Dataset entries:

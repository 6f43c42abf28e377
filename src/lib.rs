//! # pmtiles-tiler
//!
//! An HTTP tile server for PMTiles archives on local disk or in object storage.
//!
//! Every request names its archive with the `url` query parameter. The
//! server returns raw tiles and derives map-consumption documents from the
//! archive's header and metadata:
//!
//! - **Tiles**: stored bytes served as-is, with `Content-Type` and `Content-Encoding` from the header
//! - **TileJSON 3.0.0**: tile URL template, zoom range, bounds, center and vector layers
//! - **StyleJSON**: a MapLibre style over an OpenStreetMap basemap, synthesized per vector layer
//! - **Viewer**: a MapLibre page rendering the generated style
//!
//! Generated links are absolute, honour the configured root path and mount
//! prefix, and carry the request's query string so every linked resource
//! reads the same archive.
//!
//! ## Architecture
//!
//! - [`archive`] - Archive access traits and the pmtiles/object_store implementation
//! - [`document`] - TileJSON and StyleJSON synthesis
//! - [`server`] - Axum handlers, route table, URL composition and viewer
//! - [`config`] - CLI and environment configuration
//! - [`error`] - Error types
//!
//! ## Example
//!
//! ```rust,no_run
//! use pmtiles_tiler::{create_router, PmtilesSource, RouterConfig};
//!
//! #[tokio::main]
//! async fn main() -> Result<(), Box<dyn std::error::Error>> {
//!     let config = RouterConfig::new().with_mount_prefix("/collections/{id}");
//!     let router = create_router(PmtilesSource::default(), config)?;
//!
//!     let listener = tokio::net::TcpListener::bind("0.0.0.0:8080").await?;
//!     axum::serve(listener, router).await?;
//!     Ok(())
//! }
//! ```

pub mod archive;
pub mod config;
pub mod document;
pub mod error;
pub mod server;

// Re-export commonly used types
pub use archive::{
    ArchiveInfo, ArchiveSource, Bounds, Center, PmtilesArchive, PmtilesSource, TileArchive,
    TileCompression, TileCoord, TileFormat, DEFAULT_BOUNDS, MAX_ZOOM,
};
pub use config::Config;
pub use document::{
    build_style_json, build_tilejson, vector_layers, StyleJson, StyleLayer, TileJson, VectorLayer,
};
pub use error::{ArchiveError, ConfigError, TilerError, UrlError};
pub use server::{
    create_router, route_table, AppState, ErrorResponse, RequestContext, RouteTable,
    RouterConfig, UrlComposer,
};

_Assignment:_ Every single record must be transcribed exactly as it stands.

_Exercise response:_
repository 6f43c42abf28e377
filename src/lib.rs
//! # pmtiles-tiler
//!
//! An HTTP tile server for PMTiles archives on local disk or in object storage.
//!
//! Every request names its archive with the `url` query parameter. The
//! server returns raw tiles and derives map-consumption documents from the
//! archive's header and metadata:
//!
//! - **Tiles**: stored bytes served as-is, with `Content-Type` and `Content-Encoding` from the header
//! - **TileJSON 3.0.0**: tile URL template, zoom range, bounds, center and vector layers
//! - **StyleJSON**: a MapLibre style over an OpenStreetMap basemap, synthesized per vector layer
//! - **Viewer**: a MapLibre page rendering the generated style
//!
//! Generated links are absolute, honour the configured root path and mount
//! prefix, and carry the request's query string so every linked resource
//! reads the same archive.
//!
//! ## Architecture
//!
//! - [`archive`] - Archive access traits and the pmtiles/object_store implementation
//! - [`document`] - TileJSON and StyleJSON synthesis
//! - [`server`] - Axum handlers, route table, URL composition and viewer
//! - [`config`] - CLI and environment configuration
//! - [`error`] - Error types
//!
//! ## Example
//!
//! ```rust,no_run
//! use pmtiles_tiler::{create_router, PmtilesSource, RouterConfig};
//!
//! #[tokio::main]
//! async fn main() -> Result<(), Box<dyn std::error::Error>> {
//!     let config = RouterConfig::new().with_mount_prefix("/collections/{id}");
//!     let router = create_router(PmtilesSource::default(), config)?;
//!
//!     let listener = tokio::net::TcpListener::bind("0.0.0.0:8080").await?;
//!     axum::serve(listener, router).await?;
//!     Ok(())
//! }
//! ```

pub mod archive;
pub mod config;
pub mod document;
pub mod error;
pub mod server;

// Re-export commonly used types
pub use archive::{
    ArchiveInfo, ArchiveSource, Bounds, Center, PmtilesArchive, PmtilesSource, TileArchive,
    TileCompression, TileCoord, TileFormat, DEFAULT_BOUNDS, MAX_ZOOM,
};
pub use config::Config;
pub use document::{
    build_style_json, build_tilejson, vector_layers, StyleJson, StyleLayer, TileJson, VectorLayer,
};
pub use error::{ArchiveError, ConfigError, TilerError, UrlError};
pub use server::{
    create_router, route_table, AppState, ErrorResponse, RequestContext, RouteTable,
    RouterConfig, UrlComposer,
};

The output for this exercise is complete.